== INPUT ==
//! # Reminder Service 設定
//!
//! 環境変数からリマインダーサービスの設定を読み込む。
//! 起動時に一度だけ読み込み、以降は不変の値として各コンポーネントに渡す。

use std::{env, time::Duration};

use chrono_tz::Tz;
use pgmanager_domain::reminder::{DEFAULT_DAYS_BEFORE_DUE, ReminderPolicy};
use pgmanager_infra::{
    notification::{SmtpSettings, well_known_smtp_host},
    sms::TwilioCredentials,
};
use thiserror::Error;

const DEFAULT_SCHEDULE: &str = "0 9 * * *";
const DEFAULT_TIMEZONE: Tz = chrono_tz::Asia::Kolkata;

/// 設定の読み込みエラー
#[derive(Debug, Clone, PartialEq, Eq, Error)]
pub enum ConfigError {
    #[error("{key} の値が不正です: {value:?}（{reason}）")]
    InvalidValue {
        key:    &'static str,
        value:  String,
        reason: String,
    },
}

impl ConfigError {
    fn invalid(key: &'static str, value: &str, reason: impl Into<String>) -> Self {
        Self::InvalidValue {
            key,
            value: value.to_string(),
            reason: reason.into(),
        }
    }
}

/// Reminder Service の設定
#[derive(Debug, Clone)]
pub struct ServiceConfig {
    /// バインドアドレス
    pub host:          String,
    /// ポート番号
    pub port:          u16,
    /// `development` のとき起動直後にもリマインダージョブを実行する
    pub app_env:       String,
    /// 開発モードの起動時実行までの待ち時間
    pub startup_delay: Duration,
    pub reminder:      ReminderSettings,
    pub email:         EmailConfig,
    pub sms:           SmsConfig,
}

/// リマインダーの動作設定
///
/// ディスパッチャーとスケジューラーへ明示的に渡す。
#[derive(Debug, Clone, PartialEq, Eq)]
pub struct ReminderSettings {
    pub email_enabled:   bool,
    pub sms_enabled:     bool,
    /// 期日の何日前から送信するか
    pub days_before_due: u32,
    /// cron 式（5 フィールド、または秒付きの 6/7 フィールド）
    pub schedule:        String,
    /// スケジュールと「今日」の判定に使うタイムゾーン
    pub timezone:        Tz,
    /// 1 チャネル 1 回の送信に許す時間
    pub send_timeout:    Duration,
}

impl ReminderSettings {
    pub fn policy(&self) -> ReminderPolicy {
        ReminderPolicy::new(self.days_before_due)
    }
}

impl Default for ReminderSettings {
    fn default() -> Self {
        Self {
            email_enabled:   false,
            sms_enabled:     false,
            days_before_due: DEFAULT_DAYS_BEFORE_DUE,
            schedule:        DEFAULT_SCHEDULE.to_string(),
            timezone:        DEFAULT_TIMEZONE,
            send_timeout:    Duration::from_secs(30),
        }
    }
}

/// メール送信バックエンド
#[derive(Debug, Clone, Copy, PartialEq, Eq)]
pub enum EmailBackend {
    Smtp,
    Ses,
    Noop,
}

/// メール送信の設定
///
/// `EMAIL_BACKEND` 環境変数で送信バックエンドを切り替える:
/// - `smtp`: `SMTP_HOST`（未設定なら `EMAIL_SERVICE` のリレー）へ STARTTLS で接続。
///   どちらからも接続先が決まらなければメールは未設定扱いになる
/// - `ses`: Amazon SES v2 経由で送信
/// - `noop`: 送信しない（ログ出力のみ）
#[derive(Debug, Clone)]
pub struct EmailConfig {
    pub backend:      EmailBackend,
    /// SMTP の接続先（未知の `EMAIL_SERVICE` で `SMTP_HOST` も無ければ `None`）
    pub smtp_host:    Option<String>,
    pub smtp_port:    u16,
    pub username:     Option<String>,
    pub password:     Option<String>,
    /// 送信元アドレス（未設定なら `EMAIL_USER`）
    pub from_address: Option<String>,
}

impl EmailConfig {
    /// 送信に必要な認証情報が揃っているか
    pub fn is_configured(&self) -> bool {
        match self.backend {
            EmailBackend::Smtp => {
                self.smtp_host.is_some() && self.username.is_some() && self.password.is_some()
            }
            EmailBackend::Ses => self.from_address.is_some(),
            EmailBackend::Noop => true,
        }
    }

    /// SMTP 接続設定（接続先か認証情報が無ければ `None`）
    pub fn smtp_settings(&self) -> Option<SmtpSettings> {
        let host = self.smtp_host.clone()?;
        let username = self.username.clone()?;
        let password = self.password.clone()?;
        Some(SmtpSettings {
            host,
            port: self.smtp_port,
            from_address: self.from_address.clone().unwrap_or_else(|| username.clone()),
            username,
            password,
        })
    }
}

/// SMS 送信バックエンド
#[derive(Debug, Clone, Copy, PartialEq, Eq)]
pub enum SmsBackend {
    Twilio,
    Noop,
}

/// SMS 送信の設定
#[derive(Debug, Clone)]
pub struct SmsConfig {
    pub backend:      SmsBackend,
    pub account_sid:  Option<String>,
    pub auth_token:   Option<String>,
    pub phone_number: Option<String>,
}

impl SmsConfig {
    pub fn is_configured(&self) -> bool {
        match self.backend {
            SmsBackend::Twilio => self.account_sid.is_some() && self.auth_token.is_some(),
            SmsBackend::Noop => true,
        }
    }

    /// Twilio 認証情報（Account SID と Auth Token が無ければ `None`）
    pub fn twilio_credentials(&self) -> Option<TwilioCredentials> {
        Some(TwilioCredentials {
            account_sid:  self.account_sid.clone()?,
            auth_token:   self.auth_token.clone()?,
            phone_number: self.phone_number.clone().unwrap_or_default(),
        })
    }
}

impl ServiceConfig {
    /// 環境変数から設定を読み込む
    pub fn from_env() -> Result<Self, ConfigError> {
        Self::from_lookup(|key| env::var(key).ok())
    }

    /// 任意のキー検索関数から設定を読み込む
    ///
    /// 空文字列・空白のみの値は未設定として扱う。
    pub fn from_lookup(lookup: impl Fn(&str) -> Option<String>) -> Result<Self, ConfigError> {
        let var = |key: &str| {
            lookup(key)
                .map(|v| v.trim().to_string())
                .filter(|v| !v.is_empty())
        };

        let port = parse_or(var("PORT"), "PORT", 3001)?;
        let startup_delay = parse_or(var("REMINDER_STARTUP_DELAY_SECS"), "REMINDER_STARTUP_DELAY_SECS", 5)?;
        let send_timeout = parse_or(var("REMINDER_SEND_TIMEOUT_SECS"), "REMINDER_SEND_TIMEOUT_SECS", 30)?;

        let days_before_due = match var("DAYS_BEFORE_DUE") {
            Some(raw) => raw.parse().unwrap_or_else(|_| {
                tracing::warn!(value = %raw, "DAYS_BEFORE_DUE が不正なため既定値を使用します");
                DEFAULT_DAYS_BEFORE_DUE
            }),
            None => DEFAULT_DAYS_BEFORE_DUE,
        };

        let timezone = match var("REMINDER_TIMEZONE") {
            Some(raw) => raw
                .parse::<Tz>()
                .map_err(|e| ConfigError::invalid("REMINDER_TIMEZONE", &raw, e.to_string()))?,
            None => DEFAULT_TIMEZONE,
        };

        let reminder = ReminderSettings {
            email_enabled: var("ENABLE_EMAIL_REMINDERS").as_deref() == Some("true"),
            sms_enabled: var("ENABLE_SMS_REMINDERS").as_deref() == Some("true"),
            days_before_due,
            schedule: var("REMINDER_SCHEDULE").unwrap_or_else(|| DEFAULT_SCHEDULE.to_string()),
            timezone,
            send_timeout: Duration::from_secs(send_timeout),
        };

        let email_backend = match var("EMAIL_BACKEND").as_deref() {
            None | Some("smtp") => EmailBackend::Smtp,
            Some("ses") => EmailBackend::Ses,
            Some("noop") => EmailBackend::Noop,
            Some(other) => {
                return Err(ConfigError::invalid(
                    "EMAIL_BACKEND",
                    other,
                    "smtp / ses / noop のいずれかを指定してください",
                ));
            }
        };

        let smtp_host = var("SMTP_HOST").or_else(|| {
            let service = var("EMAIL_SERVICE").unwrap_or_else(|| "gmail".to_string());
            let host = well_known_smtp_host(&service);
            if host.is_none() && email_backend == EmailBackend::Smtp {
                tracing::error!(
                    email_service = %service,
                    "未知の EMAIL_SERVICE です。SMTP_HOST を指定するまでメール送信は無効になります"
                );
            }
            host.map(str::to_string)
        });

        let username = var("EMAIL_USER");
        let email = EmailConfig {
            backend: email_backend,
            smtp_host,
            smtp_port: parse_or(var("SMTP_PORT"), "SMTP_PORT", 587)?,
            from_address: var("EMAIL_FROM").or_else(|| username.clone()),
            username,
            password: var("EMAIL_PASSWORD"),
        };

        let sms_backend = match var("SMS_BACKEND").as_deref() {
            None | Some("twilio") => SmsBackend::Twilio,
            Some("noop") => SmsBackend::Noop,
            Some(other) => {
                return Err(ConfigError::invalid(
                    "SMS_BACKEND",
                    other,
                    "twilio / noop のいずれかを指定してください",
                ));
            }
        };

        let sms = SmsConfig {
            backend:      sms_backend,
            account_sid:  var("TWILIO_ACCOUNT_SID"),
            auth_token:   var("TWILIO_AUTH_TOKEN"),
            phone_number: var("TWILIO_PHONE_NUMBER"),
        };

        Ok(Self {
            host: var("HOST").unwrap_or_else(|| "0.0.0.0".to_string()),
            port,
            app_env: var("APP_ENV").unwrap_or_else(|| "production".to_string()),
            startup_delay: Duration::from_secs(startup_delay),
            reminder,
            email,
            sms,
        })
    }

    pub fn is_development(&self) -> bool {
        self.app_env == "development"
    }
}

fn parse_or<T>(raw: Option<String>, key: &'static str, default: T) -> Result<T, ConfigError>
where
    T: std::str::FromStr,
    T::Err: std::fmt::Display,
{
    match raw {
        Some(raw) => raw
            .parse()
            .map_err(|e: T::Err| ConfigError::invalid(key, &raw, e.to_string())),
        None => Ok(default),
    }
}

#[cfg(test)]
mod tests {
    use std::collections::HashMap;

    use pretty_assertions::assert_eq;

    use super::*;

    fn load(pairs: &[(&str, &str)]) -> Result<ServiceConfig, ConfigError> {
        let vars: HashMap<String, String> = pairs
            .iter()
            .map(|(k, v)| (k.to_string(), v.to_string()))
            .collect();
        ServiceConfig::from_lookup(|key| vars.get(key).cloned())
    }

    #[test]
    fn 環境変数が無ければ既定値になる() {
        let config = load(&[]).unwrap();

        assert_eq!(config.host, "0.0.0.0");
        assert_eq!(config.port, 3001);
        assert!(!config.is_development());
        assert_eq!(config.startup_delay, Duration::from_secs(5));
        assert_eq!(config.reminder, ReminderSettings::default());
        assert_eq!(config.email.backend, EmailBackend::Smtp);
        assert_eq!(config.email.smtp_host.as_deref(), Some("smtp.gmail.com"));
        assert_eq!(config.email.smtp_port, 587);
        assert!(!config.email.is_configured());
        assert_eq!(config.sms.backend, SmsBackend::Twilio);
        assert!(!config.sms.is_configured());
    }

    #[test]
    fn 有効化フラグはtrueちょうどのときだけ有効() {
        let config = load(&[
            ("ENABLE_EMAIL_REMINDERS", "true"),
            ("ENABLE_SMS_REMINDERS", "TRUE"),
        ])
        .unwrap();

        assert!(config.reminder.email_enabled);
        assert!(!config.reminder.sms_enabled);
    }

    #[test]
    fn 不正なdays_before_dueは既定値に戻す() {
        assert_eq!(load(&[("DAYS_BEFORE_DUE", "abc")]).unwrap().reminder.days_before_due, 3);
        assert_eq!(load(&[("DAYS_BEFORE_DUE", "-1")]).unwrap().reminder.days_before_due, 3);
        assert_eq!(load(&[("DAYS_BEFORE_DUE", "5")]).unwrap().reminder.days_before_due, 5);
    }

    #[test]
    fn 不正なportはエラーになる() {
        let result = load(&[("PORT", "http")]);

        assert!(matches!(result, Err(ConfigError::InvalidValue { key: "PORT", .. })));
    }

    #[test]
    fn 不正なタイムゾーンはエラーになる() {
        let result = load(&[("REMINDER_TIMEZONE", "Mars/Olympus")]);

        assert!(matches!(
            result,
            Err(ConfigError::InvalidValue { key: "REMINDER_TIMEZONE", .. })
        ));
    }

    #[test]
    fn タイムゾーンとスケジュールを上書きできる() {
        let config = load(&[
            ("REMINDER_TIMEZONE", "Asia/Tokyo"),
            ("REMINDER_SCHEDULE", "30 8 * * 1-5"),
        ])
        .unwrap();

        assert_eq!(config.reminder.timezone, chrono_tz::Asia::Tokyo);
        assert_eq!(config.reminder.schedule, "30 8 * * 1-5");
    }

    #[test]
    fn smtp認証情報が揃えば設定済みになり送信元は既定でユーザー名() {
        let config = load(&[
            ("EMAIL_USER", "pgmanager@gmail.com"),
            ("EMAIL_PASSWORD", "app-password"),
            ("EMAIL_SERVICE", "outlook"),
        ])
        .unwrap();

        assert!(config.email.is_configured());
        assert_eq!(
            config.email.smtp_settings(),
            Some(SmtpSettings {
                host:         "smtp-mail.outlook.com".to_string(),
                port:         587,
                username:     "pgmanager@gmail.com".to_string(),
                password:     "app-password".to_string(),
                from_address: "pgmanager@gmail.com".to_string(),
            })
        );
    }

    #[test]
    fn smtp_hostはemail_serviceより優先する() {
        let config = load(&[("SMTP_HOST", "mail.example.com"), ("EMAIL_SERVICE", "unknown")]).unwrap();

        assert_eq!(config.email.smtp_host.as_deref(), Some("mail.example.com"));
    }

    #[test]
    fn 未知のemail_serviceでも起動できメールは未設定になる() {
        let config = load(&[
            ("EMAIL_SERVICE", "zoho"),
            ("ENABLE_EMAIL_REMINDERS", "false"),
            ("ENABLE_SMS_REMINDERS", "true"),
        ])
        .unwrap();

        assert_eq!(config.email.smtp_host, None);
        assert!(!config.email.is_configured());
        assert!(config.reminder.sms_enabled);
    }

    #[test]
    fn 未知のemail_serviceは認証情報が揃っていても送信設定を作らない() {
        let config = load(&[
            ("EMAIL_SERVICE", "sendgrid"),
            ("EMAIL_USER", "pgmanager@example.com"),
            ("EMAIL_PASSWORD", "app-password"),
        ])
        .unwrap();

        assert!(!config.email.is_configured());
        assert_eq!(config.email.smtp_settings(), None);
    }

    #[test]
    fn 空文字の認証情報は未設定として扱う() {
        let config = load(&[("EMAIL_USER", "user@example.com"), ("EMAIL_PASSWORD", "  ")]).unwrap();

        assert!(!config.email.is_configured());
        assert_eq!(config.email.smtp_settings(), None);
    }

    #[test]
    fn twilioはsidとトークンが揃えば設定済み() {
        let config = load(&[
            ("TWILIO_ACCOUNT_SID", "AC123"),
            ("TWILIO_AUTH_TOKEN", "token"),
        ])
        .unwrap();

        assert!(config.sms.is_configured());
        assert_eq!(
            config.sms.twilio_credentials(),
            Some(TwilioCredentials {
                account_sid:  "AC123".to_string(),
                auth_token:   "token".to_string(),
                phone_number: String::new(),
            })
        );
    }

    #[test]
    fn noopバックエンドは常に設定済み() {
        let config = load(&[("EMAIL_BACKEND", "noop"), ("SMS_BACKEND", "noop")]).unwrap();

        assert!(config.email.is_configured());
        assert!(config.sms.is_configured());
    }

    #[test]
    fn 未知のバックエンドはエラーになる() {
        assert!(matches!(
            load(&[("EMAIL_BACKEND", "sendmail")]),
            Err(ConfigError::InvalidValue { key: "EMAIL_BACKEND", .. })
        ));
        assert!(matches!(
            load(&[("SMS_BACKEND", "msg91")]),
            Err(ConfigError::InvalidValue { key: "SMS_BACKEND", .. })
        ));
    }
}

== PROBLEM STATEMENT ==
Copy out every line of the records that the string "のいずれかを指定してください" appears in.

== TASK RESULT ==
                    "smtp / ses / noop のいずれかを指定してください",
                    "twilio / noop のいずれかを指定してください",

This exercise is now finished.